To report our experience with transthyretin (TTR) knockdown therapy in patients with hereditary TTR amyloidosis (hATTR) with progressive disease despite liver transplantation.

Patients with hATTR amyloidosis, especially those with non V30M mutations, can continue to have disease progression and reduced survival despite early liver transplant. This is thought to be related to wild type ATTR deposition (wtATTR). Newly approved TTR knockdown therapies (Patisiran and Inotersen), significantly reduce the production of both mutated ATTR (mATTR) and wtATTR^1,2.

Two patients with hATTR amyloidosis who continued to have disease progression despite liver transplantation were started on Inotersen.
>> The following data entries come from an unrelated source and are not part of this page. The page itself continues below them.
//! The `Phase` entity and its 8-state machine (`spec.md` §4.1.1).

use crate::ids::PhaseId;
use chrono::{DateTime, Utc};
use serde::{Deserialize, Serialize};

/// One of the 8 states a phase can be in.
#[derive(Debug, Clone, Copy, PartialEq, Eq, Serialize, Deserialize)]
#[serde(rename_all = "SCREAMING_SNAKE_CASE")]
pub enum PhaseStatus {
    Pending,
    Active,
    AwaitingReview,
    UnderReview,
    Approved,
    Rejected,
    Revising,
    Escalated,
}

impl PhaseStatus {
    /// True for the five states that count as "not completed, not pending" —
    /// invariant 3 in `spec.md` §3 requires exactly one phase be in one of
    /// these (or ACTIVE) at a time.
    pub fn is_in_flight(self) -> bool {
        matches!(
            self,
            Self::Active
                | Self::AwaitingReview
                | Self::UnderReview
                | Self::Revising
                | Self::Rejected
                | Self::Escalated
        )
    }

    pub fn accepts_new_workers(self) -> bool {
        matches!(self, Self::Active | Self::Revising)
    }

    /// Reviewer workers may additionally be spawned while a review is live.
    pub fn accepts_reviewer_workers(self) -> bool {
        self.accepts_new_workers() || matches!(self, Self::AwaitingReview | Self::UnderReview)
    }
}

impl std::fmt::Display for PhaseStatus {
    fn fmt(&self, f: &mut std::fmt::Formatter<'_>) -> std::fmt::Result {
        let s = match self {
            Self::Pending => "PENDING",
            Self::Active => "ACTIVE",
            Self::AwaitingReview => "AWAITING_REVIEW",
            Self::UnderReview => "UNDER_REVIEW",
            Self::Approved => "APPROVED",
            Self::Rejected => "REJECTED",
            Self::Revising => "REVISING",
            Self::Escalated => "ESCALATED",
        };
        f.write_str(s)
    }
}

/// A single legal edge of the state machine in `spec.md` §4.1.1, used both to
/// validate attempted transitions and to render `Guidance.available_actions`.
#[derive(Debug, Clone, Copy, PartialEq, Eq)]
pub struct Transition {
    pub from: PhaseStatus,
    pub to: PhaseStatus,
}

/// The fixed edge list of the 8-state machine. Any transition not present
/// here is rejected with `PhaseStateInvalid`.
pub const TRANSITIONS: &[Transition] = &[
    Transition { from: PhaseStatus::Pending, to: PhaseStatus::Active },
    Transition { from: PhaseStatus::Active, to: PhaseStatus::AwaitingReview },
    Transition { from: PhaseStatus::AwaitingReview, to: PhaseStatus::UnderReview },
    Transition { from: PhaseStatus::UnderReview, to: PhaseStatus::Approved },
    Transition { from: PhaseStatus::UnderReview, to: PhaseStatus::Rejected },
    Transition { from: PhaseStatus::UnderReview, to: PhaseStatus::Revising },
    Transition { from: PhaseStatus::UnderReview, to: PhaseStatus::Escalated },
    Transition { from: PhaseStatus::Rejected, to: PhaseStatus::Revising },
    Transition { from: PhaseStatus::Revising, to: PhaseStatus::Active },
    Transition { from: PhaseStatus::Revising, to: PhaseStatus::AwaitingReview },
    Transition { from: PhaseStatus::Escalated, to: PhaseStatus::UnderReview },
    Transition { from: PhaseStatus::Escalated, to: PhaseStatus::Approved },
];

/// Whether `from -> to` is one of the enumerated edges.
pub fn is_legal_transition(from: PhaseStatus, to: PhaseStatus) -> bool {
    TRANSITIONS.iter().any(|t| t.from == from && t.to == to)
}

#[derive(Debug, Clone, Serialize, Deserialize)]
pub struct Phase {
    pub phase_id: PhaseId,
    pub order_index: usize,
    pub name: String,
    pub description: Option<String>,
    pub status: PhaseStatus,
    pub created_at: DateTime<Utc>,
    pub started_at: Option<DateTime<Utc>>,
    pub completed_at: Option<DateTime<Utc>>,
    pub expected_deliverables: Vec<String>,
    pub success_criteria: Vec<String>,
    /// Populated only once the phase reaches APPROVED.
    pub handover: Option<String>,
}

impl Phase {
    pub fn new(
        order_index: usize,
        name: String,
        description: Option<String>,
        expected_deliverables: Vec<String>,
        success_criteria: Vec<String>,
    ) -> Self {
        Self {
            phase_id: PhaseId::generate(order_index),
            order_index,
            name,
            description,
            status: PhaseStatus::Pending,
            created_at: Utc::now(),
            started_at: None,
            completed_at: None,
            expected_deliverables,
            success_criteria,
            handover: None,
        }
    }

    /// Attempt `self.status -> to`, returning `false` (and leaving state
    /// unchanged) if the edge is not in `TRANSITIONS`.
    #[must_use]
    pub fn try_transition(&mut self, to: PhaseStatus) -> bool {
        if !is_legal_transition(self.status, to) {
            return false;
        }
        if to == PhaseStatus::Active && self.started_at.is_none() {
            self.started_at = Some(Utc::now());
        }
        if to == PhaseStatus::Approved {
            self.completed_at = Some(Utc::now());
        }
        self.status = to;
        true
    }
}

#[cfg(test)]
mod tests {
    use super::*;

    #[test]
    fn happy_path_edges_are_legal() {
        assert!(is_legal_transition(PhaseStatus::Pending, PhaseStatus::Active));
        assert!(is_legal_transition(PhaseStatus::Active, PhaseStatus::AwaitingReview));
        assert!(is_legal_transition(PhaseStatus::AwaitingReview, PhaseStatus::UnderReview));
        assert!(is_legal_transition(PhaseStatus::UnderReview, PhaseStatus::Approved));
    }

    #[test]
    fn rejected_must_pass_through_revising() {
        assert!(!is_legal_transition(PhaseStatus::Rejected, PhaseStatus::Active));
        assert!(is_legal_transition(PhaseStatus::Rejected, PhaseStatus::Revising));
        assert!(is_legal_transition(PhaseStatus::Revising, PhaseStatus::Active));
    }

    #[test]
    fn escalated_only_escapes_via_documented_edges() {
        assert!(is_legal_transition(PhaseStatus::Escalated, PhaseStatus::UnderReview));
        assert!(is_legal_transition(PhaseStatus::Escalated, PhaseStatus::Approved));
        assert!(!is_legal_transition(PhaseStatus::Escalated, PhaseStatus::Active));
    }

    #[test]
    fn approved_has_no_outgoing_edge_in_this_table() {
        assert!(!TRANSITIONS.iter().any(|t| t.from == PhaseStatus::Approved));
    }

    #[test]
    fn try_transition_rejects_illegal_edge_and_keeps_state() {
        let mut phase = Phase::new(0, "Investigation".into(), None, vec![], vec![]);
        assert!(!phase.try_transition(PhaseStatus::Approved));
        assert_eq!(phase.status, PhaseStatus::Pending);
        assert!(phase.try_transition(PhaseStatus::Active));
        assert_eq!(phase.status, PhaseStatus::Active);
        assert!(phase.started_at.is_some());
    }

    #[test]
    fn approved_sets_completed_at() {
        let mut phase = Phase::new(0, "Investigation".into(), None, vec![], vec![]);
        phase.status = PhaseStatus::UnderReview;
        assert!(phase.try_transition(PhaseStatus::Approved));
        assert!(phase.completed_at.is_some());
    }

    fn any_status() -> impl proptest::strategy::Strategy<Value = PhaseStatus> {
        proptest::prop_oneof![
            proptest::strategy::Just(PhaseStatus::Pending),
            proptest::strategy::Just(PhaseStatus::Active),
            proptest::strategy::Just(PhaseStatus::AwaitingReview),
            proptest::strategy::Just(PhaseStatus::UnderReview),
            proptest::strategy::Just(PhaseStatus::Approved),
            proptest::strategy::Just(PhaseStatus::Rejected),
            proptest::strategy::Just(PhaseStatus::Revising),
            proptest::strategy::Just(PhaseStatus::Escalated),
        ]
    }

    proptest::proptest! {
        /// `spec.md` §8 invariant 3: a random walk over `try_transition` never
        /// lands the phase on an edge outside `TRANSITIONS`.
        #[test]
        fn random_walk_never_takes_an_undocumented_edge(targets in proptest::collection::vec(any_status(), 0..50)) {
            let mut phase = Phase::new(0, "Investigation".into(), None, vec![], vec![]);
            for to in targets {
                let from = phase.status;
                let accepted = phase.try_transition(to);
                if accepted {
                    proptest::prop_assert!(is_legal_transition(from, to));
                    proptest::prop_assert_eq!(phase.status, to);
                } else {
                    proptest::prop_assert_eq!(phase.status, from);
                }
            }
        }
    }
}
The first patient is a 49 year-old man with TTR-Arg50 mutation and the second patient is 64 year-old man with T32C TTR mutation. Both patients undergone liver transplantation 2 years after symptoms onset and both had symptom stabilization lasting only for 2 years, prior to disease progression. Both patients have now been started on Inotersen with stabilization of neurological examination in one, while the second has been on the drug for one month. Both patients will be formally evaluated prior to presentation of the abstract (length of follow-up would be 12 months and 6 months respectively).

Progression of disease following liver transplant in patients with hATTR amyloid neuropathy is likely related to ongoing wtATTR deposition and novel ATTR knockdown therapies may present an attractive means for global ATTR suppression in these patients.  We present 2 representative patients that depict this clinical conundrum.